THE TASK: Beneath this instruction is a block of data; output from it exactly the lines that run from the one containing "self.variants.contains(&variant) && (!self.types_only" through the one containing "pub fn new()", inclusive.

TASK DATA:
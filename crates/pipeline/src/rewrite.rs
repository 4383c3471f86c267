//! Import rewriter.
//!
//! Rules run strictly in pass order; later passes assume the earlier ones
//! already normalized variant suffixes:
//!
//! 1. types files only: `../../components/` → `../components/`
//! 2. `utils/tw/` and `utils/ss/` → `utils/`
//! 3. per-variant suffix stripping (`.tw`, `.ss`, `/hybrid/`), plus the
//!    stylesheet-only `../../utils/` → `../utils/` for types files
//! 4. `types/<dir>/<name>.types` → `types/<name>.types` and
//!    `./<dir>/<name>.types` → `./<name>.types`
//! 5. `NameTw` / `NameSs` identifiers lose their suffix anywhere in the text
//!
//! Passes 1 to 4 only ever touch module specifiers (`from '…'`, `import '…'`,
//! `import('…')`, `require('…')`). A rule that does not match is a no-op.

use chillgen_core::Variant;
use regex::{Captures, Regex};
use std::path::Path;
use tracing::trace;

const ALL: &[Variant] = &[Variant::Hybrid, Variant::Stylesheet, Variant::Tailwind];
const HYBRID: &[Variant] = &[Variant::Hybrid];
const STYLESHEET: &[Variant] = &[Variant::Stylesheet];
const TAILWIND: &[Variant] = &[Variant::Tailwind];

#[derive(Debug, Clone, Copy, PartialEq, Eq)]
enum Scope {
    Specifier,
    Text,
}

struct RewriteRule {
    pass: u8,
    name: &'static str,
    pattern: Regex,
    replacement: &'static str,
    scope: Scope,
    variants: &'static [Variant],
    types_only: bool,
}

impl RewriteRule {
    fn applies(&self, variant: Variant, types_file: bool) -> bool {
        self.variants.contains(&variant) && (!self.types_only || types_file)
    }
}

pub struct Rewriter {
    specifier: Regex,
    rules: Vec<RewriteRule>,
}

impl Default for Rewriter {
    fn default() -> Self {
        Self::new()
    }
}

impl Rewriter {
    pub fn new() -> Self {
        let rule = |pass: u8,
                    name: &'static str,
                    pattern: &str,
                    replacement: &'static str,
                    scope: Scope,
                    variants: &'static [Variant],
                    types_only: bool| RewriteRule {
            pass,
            name,
            pattern: Regex::new(pattern).expect("valid regex"),
            replacement,
            scope,
            variants,
            types_only,
        };

        let rules = vec![
            rule(
                1,
                "squash-types-components-depth",
                r"^\.\./\.\./components/",
                "../components/",
                Scope::Specifier,
                ALL,
                true,
            ),
            rule(
                2,
                "strip-utils-variant-dir",
                r"(^|[/@])utils/(?:tw|ss)/",
                "${1}utils/",
                Scope::Specifier,
                ALL,
                false,
            ),
            rule(
                3,
                "strip-any-suffix",
                r"\.(?:tw|ss)(\.|/|$)",
                "${1}",
                Scope::Specifier,
                HYBRID,
                false,
            ),
            rule(
                3,
                "drop-hybrid-dir",
                r"/hybrid/",
                "/",
                Scope::Specifier,
                HYBRID,
                false,
            ),
            rule(
                3,
                "strip-tw-suffix",
                r"\.tw(\.|/|$)",
                "${1}",
                Scope::Specifier,
                TAILWIND,
                false,
            ),
            rule(
                3,
                "strip-ss-suffix",
                r"\.ss(\.|/|$)",
                "${1}",
                Scope::Specifier,
                STYLESHEET,
                false,
            ),
            rule(
                3,
                "squash-types-utils-depth",
                r"^\.\./\.\./utils/",
                "../utils/",
                Scope::Specifier,
                STYLESHEET,
                true,
            ),
            rule(
                4,
                "collapse-types-dir",
                r"(^|[/@])types/[\w-]+/([\w-]+\.types)$",
                "${1}types/${2}",
                Scope::Specifier,
                ALL,
                false,
            ),
            rule(
                4,
                "collapse-local-types-dir",
                r"^\./[\w-]+/([\w-]+\.types)$",
                "./${1}",
                Scope::Specifier,
                ALL,
                false,
            ),
            rule(
                5,
                "strip-identifier-suffix",
                r"\b(\w+?)(?:Tw|Ss)\b",
                "${1}",
                Scope::Text,
                HYBRID,
                false,
            ),
            rule(
                5,
                "strip-identifier-tw",
                r"\b(\w+?)Tw\b",
                "${1}",
                Scope::Text,
                TAILWIND,
                false,
            ),
            rule(
                5,
                "strip-identifier-ss",
                r"\b(\w+?)Ss\b",
                "${1}",
                Scope::Text,
                STYLESHEET,
                false,
            ),
        ];

        Self {
            specifier: Regex::new(
                r#"(\bfrom\s*|\bimport\s*\(\s*|\brequire\s*\(\s*|\bimport\s+)(['"])([^'"\n]+)(['"])"#,
            )
            .expect("valid regex"),
            rules,
        }
    }

    /// Rewrite a source file copied for `variant` to `destination`
    pub fn rewrite(&self, source: &str, variant: Variant, destination: &Path) -> String {
        self.rewrite_text(source, variant, is_types_file(destination))
    }

    pub fn rewrite_text(&self, source: &str, variant: Variant, types_file: bool) -> String {
        let mut text = source.to_string();
        for rule in self.rules.iter().filter(|r| r.applies(variant, types_file)) {
            let next = match rule.scope {
                Scope::Specifier => self.rewrite_specifiers(&text, rule),
                Scope::Text => rule.pattern.replace_all(&text, rule.replacement).into_owned(),
            };
            if next != text {
                trace!(
                    pass = rule.pass,
                    rule = rule.name,
                    variant = %variant,
                    "Rewrite rule applied"
                );
                text = next;
            }
        }
        text
    }

    /// Passes 1 to 4 applied to a bare module path (no quotes)
    pub fn rewrite_path(&self, path: &str, variant: Variant, types_file: bool) -> String {
        let mut path = path.to_string();
        for rule in self
            .rules
            .iter()
            .filter(|r| r.scope == Scope::Specifier && r.applies(variant, types_file))
        {
            path = rule.pattern.replace_all(&path, rule.replacement).into_owned();
        }
        path
    }

    fn rewrite_specifiers(&self, text: &str, rule: &RewriteRule) -> String {
        self.specifier
            .replace_all(text, |caps: &Captures| {
                let path = rule.pattern.replace_all(&caps[3], rule.replacement);
                format!("{}{}{}{}", &caps[1], &caps[2], path, &caps[4])
            })
            .into_owned()
    }
}

/// Whether `destination` is a flattened type file (`types/<name>.types.ts`)
pub fn is_types_file(destination: &Path) -> bool {
    let in_types_dir = destination
        .parent()
        .and_then(|p| p.file_name())
        .map(|n| n == "types")
        .unwrap_or(false);
    let name_matches = destination
        .file_name()
        .and_then(|n| n.to_str())
        .map(|n| n.ends_with(".types.ts"))
        .unwrap_or(false);
    in_types_dir && name_matches
}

SOLUTION:
        self.variants.contains(&variant) && (!self.types_only || types_file)
    }
}

pub struct Rewriter {
    specifier: Regex,
    rules: Vec<RewriteRule>,
}

impl Default for Rewriter {
    fn default() -> Self {
        Self::new()
    }
}

impl Rewriter {
    pub fn new() -> Self {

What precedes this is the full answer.